“Setteottobre” combatte contro disinformazione e pregiudizi
Stefano Parisi a Riflessi traccia il bilancio dei primi sei mesi di attività dell’associazione
Stefano, l’associazione “Setteottobre” è nata circa sei mesi fa: è tempo dunque di provare a stilare un primo bilancio. Che giudizio dai di questi mesi?
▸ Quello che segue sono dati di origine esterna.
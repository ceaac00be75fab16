use serde::Serialize;
use std::path::{Path, PathBuf};

use super::consistency;
use super::error::CodecError;
use super::format::FileFormat;
use super::histogram::{HistogramMeta, HistogramStore};
use super::mdu::read_mdu;
use super::psi_bin::{read_psi_bin, write_psi_bin};
use super::rebin::{put_histograms, RebinPolicy};
use super::run_info::{RunIdentity, Scaler, TemperatureReading};

const STATUS_NONE: &str = "NONE";
const STATUS_SUCCESS: &str = "SUCCESS";

/// Everything a decoder produces for one file
#[derive(Debug, Clone, Default, PartialEq)]
pub struct DecodedRun {
    pub run: RunIdentity,
    pub store: HistogramStore,
}

/// Serializable summary of a decoded file, used by the dump tool
#[derive(Debug, Clone, Serialize)]
pub struct HeaderDump {
    pub filename: String,
    pub format: String,
    pub run: RunIdentity,
    pub start_datetime: Option<String>,
    pub stop_datetime: Option<String>,
    pub field_gauss: Option<f64>,
    pub number_histo: usize,
    pub length_histo: usize,
    pub bin_width_ns: f64,
    pub total_events: i64,
    pub histograms: Vec<HistogramMeta>,
    pub scalers: Vec<Scaler>,
    pub temperatures: Vec<TemperatureReading>,
}

/// One time-differential data file: its run information, its histograms and the status of the
/// last read, write and consistency check.
///
/// A read resets the instance first and only installs the decoded data once the whole file
/// was decoded, so a failed read leaves the reset state behind.
#[derive(Debug, Clone)]
pub struct MusrTdFile {
    filename: Option<PathBuf>,
    format: Option<FileFormat>,
    run: RunIdentity,
    store: HistogramStore,
    read_status: String,
    write_status: String,
    consistency_status: String,
    read_ok: bool,
    write_ok: bool,
    consistency_ok: bool,
}

impl Default for MusrTdFile {
    fn default() -> Self {
        Self {
            filename: None,
            format: None,
            run: RunIdentity::default(),
            store: HistogramStore::new(),
            read_status: String::from(STATUS_NONE),
            write_status: String::from(STATUS_NONE),
            consistency_status: String::from(STATUS_NONE),
            read_ok: false,
            write_ok: false,
            consistency_ok: false,
        }
    }
}

impl MusrTdFile {
    pub fn new() -> Self {
        Self::default()
    }

    /// Reset to the freshly constructed state
    pub fn clear(&mut self) {
        *self = Self::default();
    }

    /// Decode a PSI-BIN or MDU file, chosen by its format id
    pub fn read(&mut self, path: &Path) -> Result<(), CodecError> {
        self.clear();
        match Self::decode(path) {
            Ok((format, decoded)) => {
                self.filename = Some(path.to_path_buf());
                self.format = Some(format);
                self.run = decoded.run;
                self.store = decoded.store;
                self.read_status = String::from(STATUS_SUCCESS);
                self.read_ok = true;
                Ok(())
            }
            Err(e) => {
                spdlog::error!("Failed to read {}: {e}", path.to_string_lossy());
                self.read_status = e.to_string();
                Err(e)
            }
        }
    }

    fn decode(path: &Path) -> Result<(FileFormat, DecodedRun), CodecError> {
        let format = FileFormat::detect(path)?;
        spdlog::info!("{} has format {format}", path.to_string_lossy());
        let decoded = match format {
            FileFormat::PsiBin => read_psi_bin(path)?,
            FileFormat::Mdu(_) => read_mdu(path)?,
        };
        Ok((format, decoded))
    }

    /// Encode the current contents as a PSI-BIN file
    pub fn write(&mut self, path: &Path) -> Result<(), CodecError> {
        let result = write_psi_bin(path, &self.run, &self.store);
        match &result {
            Ok(()) => {
                self.write_status = String::from(STATUS_SUCCESS);
                self.write_ok = true;
            }
            Err(e) => {
                spdlog::error!("Failed to write {}: {e}", path.to_string_lossy());
                self.write_status = e.to_string();
                self.write_ok = false;
            }
        }
        result
    }

    pub fn check_consistency(&mut self, strict: bool) -> Result<(), CodecError> {
        let result = consistency::check_consistency(&self.store, strict);
        match &result {
            Ok(()) => {
                self.consistency_status = String::from(STATUS_SUCCESS);
                self.consistency_ok = true;
            }
            Err(e) => {
                spdlog::warn!("{e}");
                self.consistency_status = e.to_string();
                self.consistency_ok = false;
            }
        }
        result
    }

    /// Replace the histograms, reshaping them to fit the PSI-BIN limits
    pub fn put_histograms(&mut self, histos: &[Vec<i32>], policy: RebinPolicy) -> Result<(), CodecError> {
        put_histograms(&mut self.store, histos, policy)
    }

    pub fn filename(&self) -> Option<&Path> {
        self.filename.as_deref()
    }

    pub fn format(&self) -> Option<FileFormat> {
        self.format
    }

    pub fn read_status(&self) -> &str {
        &self.read_status
    }

    pub fn write_status(&self) -> &str {
        &self.write_status
    }

    pub fn consistency_status(&self) -> &str {
        &self.consistency_status
    }

    pub fn read_ok(&self) -> bool {
        self.read_ok
    }

    pub fn write_ok(&self) -> bool {
        self.write_ok
    }

    pub fn consistency_ok(&self) -> bool {
        self.consistency_ok
    }

    pub fn run(&self) -> &RunIdentity {
        &self.run
    }

    pub fn run_mut(&mut self) -> &mut RunIdentity {
        &mut self.run
    }

    pub fn store(&self) -> &HistogramStore {
        &self.store
    }

    pub fn store_mut(&mut self) -> &mut HistogramStore {
        &mut self.store
    }

    /// Time resolution in ns
    pub fn time_resolution(&self) -> f64 {
        self.store.bin_width_ns()
    }

    /// Up to two temperatures for downstream run data. The first two logged readings are
    /// used when both are non zero, otherwise the title temperature with zero error.
    pub fn consumer_temperatures(&self) -> Vec<TemperatureReading> {
        let logged = self.store.temperatures();
        if logged.len() >= 2 && logged[0].mean != 0.0 && logged[1].mean != 0.0 {
            return logged[..2].to_vec();
        }
        match self.run.temperature_value() {
            Some(kelvin) => vec![TemperatureReading::new(kelvin, 0.0)],
            None => {
                spdlog::warn!("No usable temperature in {:?}", self.run.temperature());
                Vec::new()
            }
        }
    }

    /// (first good, last good) for every histogram
    pub fn good_bins(&self) -> Vec<(i32, i32)> {
        self.store
            .metas()
            .iter()
            .map(|m| (m.first_good, m.last_good))
            .collect()
    }

    pub fn header_dump(&self) -> HeaderDump {
        HeaderDump {
            filename: self
                .filename
                .as_ref()
                .map(|p| p.to_string_lossy().to_string())
                .unwrap_or_default(),
            format: self.format.map(|f| f.to_string()).unwrap_or_default(),
            run: self.run.clone(),
            start_datetime: self.run.start_datetime().map(|dt| dt.to_string()),
            stop_datetime: self.run.stop_datetime().map(|dt| dt.to_string()),
            field_gauss: self.run.field_value(),
            number_histo: self.store.number_histo(),
            length_histo: self.store.length_histo(),
            bin_width_ns: self.store.bin_width_ns(),
            total_events: self.store.total_events(),
            histograms: self.store.metas().to_vec(),
            scalers: self.store.scalers().to_vec(),
            temperatures: self.store.temperatures().to_vec(),
        }
    }
}

//Unit tests
#[cfg(test)]
mod tests {
    use super::*;
    use std::io::Write;

    fn sample_file() -> MusrTdFile {
        let mut file = MusrTdFile::new();
        let run = file.run_mut();
        run.set_run_number(815);
        run.set_sample("MnSi");
        run.set_temperature("28.5 K");
        run.set_comment("helimagnet");
        let rows: Vec<Vec<i32>> = (0..4)
            .map(|h| (0..3000).map(|j| (3000 - j) * (h + 1) / 10).collect())
            .collect();
        file.store_mut().set_bin_width_ns(0.78125);
        file.put_histograms(&rows, RebinPolicy::Truncate).unwrap();
        for h in 0..4 {
            file.store_mut().set_t0(h, 120).unwrap();
            file.store_mut().set_first_good(h, 130).unwrap();
            file.store_mut().set_last_good(h, 2900).unwrap();
        }
        file
    }

    #[test]
    fn test_truncate_round_trip_preserves_counts() {
        let mut original = sample_file();
        let dir = tempfile::tempdir().unwrap();
        let path = dir.path().join("run0815.bin");
        original.check_consistency(false).unwrap();
        assert!(original.consistency_ok());
        original.write(&path).unwrap();
        assert_eq!(original.write_status(), "SUCCESS");

        let mut decoded = MusrTdFile::new();
        decoded.read(&path).unwrap();
        assert!(decoded.read_ok());
        assert_eq!(decoded.format(), Some(FileFormat::PsiBin));
        assert_eq!(decoded.filename(), Some(path.as_path()));
        assert_eq!(decoded.store().grid(), original.store().grid());
        assert_eq!(decoded.run().sample(), "MnSi");
        assert_eq!(decoded.good_bins(), vec![(130, 2900); 4]);
        assert!((decoded.time_resolution() - 0.78125).abs() < 1e-6);

        // A second pass through the transform keeps the overlapping counts
        let rows: Vec<Vec<i32>> = (0..4)
            .map(|h| decoded.store().histo_array_int(h).unwrap())
            .collect();
        decoded.put_histograms(&rows, RebinPolicy::Truncate).unwrap();
        let second = dir.path().join("again.bin");
        decoded.write(&second).unwrap();
        let mut again = MusrTdFile::new();
        again.read(&second).unwrap();
        assert_eq!(again.store().grid(), original.store().grid());
    }

    #[test]
    fn test_unknown_format_resets_instance() {
        let dir = tempfile::tempdir().unwrap();
        let good = dir.path().join("good.bin");
        let mut file = sample_file();
        file.write(&good).unwrap();
        file.read(&good).unwrap();
        assert!(!file.store().is_empty());

        let bad = dir.path().join("bad.bin");
        std::fs::File::create(&bad)
            .unwrap()
            .write_all(b"XX and some bytes")
            .unwrap();
        let err = file.read(&bad).unwrap_err();
        assert_eq!(err.code(), 3);
        assert!(!file.read_ok());
        assert!(file.read_status().contains("XX"));
        assert!(file.store().is_empty());
        assert_eq!(file.run(), &RunIdentity::default());
        assert_eq!(file.filename(), None);

        let missing = dir.path().join("missing.bin");
        assert_eq!(file.read(&missing).unwrap_err().code(), 1);
    }

    #[test]
    fn test_write_rejects_inconsistent_store() {
        let dir = tempfile::tempdir().unwrap();
        let path = dir.path().join("too_big.bin");
        let mut file = MusrTdFile::new();
        file.store_mut().set_grid(ndarray::Array2::zeros((16, 4097)));
        assert!(file.check_consistency(false).is_err());
        assert!(file.consistency_status().contains("65552"));
        assert_eq!(file.write(&path).unwrap_err().code(), 8);
        assert!(!file.write_ok());
        assert!(!path.exists());
    }

    #[test]
    fn test_consumer_temperatures() {
        let mut file = sample_file();
        assert_eq!(
            file.consumer_temperatures(),
            vec![TemperatureReading::new(28.5, 0.0)]
        );
        file.store_mut().set_temperatures(vec![
            TemperatureReading::new(28.4, 0.1),
            TemperatureReading::new(28.6, 0.2),
            TemperatureReading::new(3.0, 0.0),
        ]);
        assert_eq!(file.consumer_temperatures().len(), 2);
        assert_eq!(file.consumer_temperatures()[1].deviation, 0.2);

        file.run_mut().set_time_start("01-FEB-24", "10:20:30");
        let dump = file.header_dump();
        assert_eq!(dump.number_histo, 4);
        assert_eq!(dump.start_datetime.as_deref(), Some("2024-02-01 10:20:30.0"));
        assert_eq!(dump.stop_datetime, None);
        let yaml = serde_yaml::to_string(&dump).unwrap();
        assert!(yaml.contains("sample: MnSi"));
    }

    #[test]
    fn test_mdu_file_routes_to_mdu_decoder() {
        use crate::format::MduVariant;
        use crate::mdu::tests::{build_mdu, positron};

        let dir = tempfile::tempdir().unwrap();
        let path = dir.path().join("deltat_tdc_lem_0042.mdu");
        let bytes = build_mdu(
            "T5",
            800,
            "",
            vec![
                positron("left", (0, 7), vec![4; 8]),
                positron("rght", (1, 7), vec![2; 7]),
            ],
        );
        std::fs::write(&path, bytes).unwrap();

        let mut file = MusrTdFile::new();
        file.read(&path).unwrap();
        assert!(file.read_ok());
        assert_eq!(file.format(), Some(FileFormat::Mdu(MduVariant::TdcT5)));
        assert_eq!(file.run().format_id(), "T5");
        assert_eq!(file.store().number_histo(), 2);
        assert_eq!(file.store().histo_array_int(0), Some(vec![4; 8]));
        assert_eq!(
            file.store().histo_array_int(1),
            Some(vec![0, 2, 2, 2, 2, 2, 2, 2])
        );
        assert_eq!(file.store().number_scaler(), 32);
        assert!((file.time_resolution() - 0.78125).abs() < 1e-9);
    }

    #[test]
    fn test_failed_decode_resets_instance() {
        let dir = tempfile::tempdir().unwrap();
        let good = dir.path().join("good.bin");
        let mut file = sample_file();
        file.write(&good).unwrap();
        file.read(&good).unwrap();
        assert!(!file.store().is_empty());

        let bytes = std::fs::read(&good).unwrap();
        let truncated = dir.path().join("truncated.bin");
        std::fs::write(&truncated, &bytes[..bytes.len() - 100]).unwrap();
        let err = file.read(&truncated).unwrap_err();
        assert_eq!(err.code(), 7);
        assert!(!file.read_ok());
        assert!(file.store().is_empty());
        assert_eq!(file.run(), &RunIdentity::default());
        assert_eq!(file.format(), None);
    }
}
Siamo soddisfatti del lavoro che siamo riusciti a realizzare, anche se appare sempre insufficiente rispetto all’enorme sforzo che serve per contrastare l’odio verso gli ebrei, Israele e l’Occidente. In questi sei mesi tanta gente ha cominciato a lavorare con noi, abbiamo realizzato eventi importanti, siamo riusciti a favorire una grande partecipazione. Tanta gente ormai ci segue, la nostra chat è partecipata da quasi 4000 persone, e di recente anche l’ambasciata israeliana ha riconosciuto il nostro ruolo. È un attestato che ci riempie di orgoglio, perché siamo un’organizzazione non ebraica; riteniamo infatti molto importante che “Setteottobre” sia riuscita a mobilitare tanti non ebrei a sostegno di Israele, perché mi sembra importante portare avanti le ragioni di Israele anche fuori del mondo ebraico.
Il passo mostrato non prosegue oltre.